The private screening, generally a matinee performance that plays to an audience of one, is becoming an all-too-common occurrence. At a time when patrons can’t log off long enough to survive a feature without developing a case of D.T.s, sitting in solitude can be a godsend. But it’s a mixed blessing when one considers the negative impact it has on the business of moviegoing.

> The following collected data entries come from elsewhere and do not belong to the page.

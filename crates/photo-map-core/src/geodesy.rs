//! Small-area geodesy: local tangent plane and great-circle distance.

use crate::GeoPoint;
use nalgebra::Vector2;

/// Radius used for the tangent-plane approximation (WGS84 semi-major axis).
pub const WGS84_EQUATORIAL_RADIUS_M: f64 = 6_378_137.0;

/// Radius used for haversine distances.
pub const MEAN_EARTH_RADIUS_M: f64 = 6_371_000.0;

/// Offset of `p` from `origin` in local tangent-plane meters.
///
/// Returns `(east, south)`: the second component is negated northing so the
/// plane has the same handedness as image space, where y grows downwards.
/// Longitude is scaled by `cos(origin.lat)`; good enough for trekking-sized
/// maps, meaningless across the antimeridian.
#[inline]
pub fn tangent_plane_offset(origin: GeoPoint, p: GeoPoint) -> Vector2<f64> {
    let lat0 = origin.lat.to_radians();
    let d_lat = (p.lat - origin.lat).to_radians();
    let d_lon = (p.lon - origin.lon).to_radians();

    let east = d_lon * WGS84_EQUATORIAL_RADIUS_M * lat0.cos();
    let north = d_lat * WGS84_EQUATORIAL_RADIUS_M;
    Vector2::new(east, -north)
}

/// Great-circle distance in meters (haversine on a sphere of radius
/// [`MEAN_EARTH_RADIUS_M`]).
pub fn haversine_m(a: GeoPoint, b: GeoPoint) -> f64 {
    let d_lat = (b.lat - a.lat).to_radians();
    let d_lon = (b.lon - a.lon).to_radians();
    let lat1 = a.lat.to_radians();
    let lat2 = b.lat.to_radians();

    let h = (d_lat / 2.0).sin().powi(2) + lat1.cos() * lat2.cos() * (d_lon / 2.0).sin().powi(2);
    2.0 * MEAN_EARTH_RADIUS_M * h.clamp(0.0, 1.0).sqrt().asin()
}

#[cfg(test)]
mod tests {
    use super::*;
    use approx::assert_abs_diff_eq;

    #[test]
    fn one_degree_of_longitude_on_equator() {
        let d = haversine_m(GeoPoint::new(0.0, 0.0), GeoPoint::new(0.0, 1.0));
        assert!((d - 111_195.0).abs() < 200.0, "got {d}");
    }

    #[test]
    fn haversine_is_zero_for_identical_points() {
        let p = GeoPoint::new(45.8326, 6.8652);
        assert_eq!(haversine_m(p, p), 0.0);
    }

    #[test]
    fn north_maps_to_negative_y() {
        let origin = GeoPoint::new(10.0, 20.0);
        let north = GeoPoint::new(10.001, 20.0);
        let v = tangent_plane_offset(origin, north);
        assert_abs_diff_eq!(v.x, 0.0, epsilon = 1e-9);
        assert!(v.y < 0.0);
        assert_abs_diff_eq!(
            -v.y,
            0.001_f64.to_radians() * WGS84_EQUATORIAL_RADIUS_M,
            epsilon = 1e-9
        );
    }

    #[test]
    fn longitude_shrinks_with_latitude() {
        let equator = tangent_plane_offset(GeoPoint::new(0.0, 0.0), GeoPoint::new(0.0, 0.01));
        let alps = tangent_plane_offset(GeoPoint::new(60.0, 0.0), GeoPoint::new(60.0, 0.01));
        assert_abs_diff_eq!(alps.x, equator.x * 0.5, epsilon = 1e-6);
    }
}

Valerian and the City of a Thousand Planets
I see no difference between Valerian and the City of a Thousand Planets and any of the numerous continuing sci-fi fantasy adventures that litter multiplex screens. That goes double for…I was going to say the Star Wars franchise since Disney took over, but it’s impossible to comment on what I haven’t seen. After all, isn’t it just a case of same crap, different tuchas? Luc Besson has always struck me as an artist who makes a better producer than director. With that in mind, one could bet the farm on the 3D effects being an eyeball-immersing experience.
If a film is released in 3D, that’s the way I want to see it. The depth-fanatic in me generally waits for the last stereoscopic showing during a film’s run, in the case of Valerian, a 4:15 p.m. showing at Grossmont. If you survive the ten minutes worth of trailers without another customer in sight, there’s a greater chance that a private screening awaits.
Mr. and Mrs. Mosquito buzzed into auditorium #4 — her plastic Target bags crinkling in the dark — approximately ten minutes after the feature hit the screen. Instead of waiting the 20 seconds for their eyes to adjust to the dark, she whipped out her cell phone/usher’s flashlight. When actual ushers walked the earth, they were trained to keep their torches pointed downward at all times. My polaroid lenses were no match for her glaring BlackBerry, the beam of which spread across the front of the auditorium like a lighthouse keeper scanning the main floor for a missing ship.
“Where shall we sit?” she asked no one in particular. Let’s see…a quick eyeballing indicated only one of the approximately two hundred seats were spoken for. Just to be sure, she turned and pointed her smartphone boothward.
“Oh,” she guffawed, as an embarrassed grin overtook her face. “There’s someone else here.”
“That’s right, Human Torch,” I replied while flipping up my 3D specs as if waiting to catch a pop-fly. “Dim the lights, would ya?”
“I’m sorry,” she said. Turning to her companion, she began what appeared to be a tale of woe. “We were late because... “
My voice cut through the darkness like a scythe. “Lady, I’m here to see a movie. I assume you are, too. Let’s watch in silence, shall we?”
The popcorn was fresh, the air conditioning set at arctic blast, and other than a couple of chuckles, that was the last I saw or heard of them during the movie. Nothing happened, but it could have.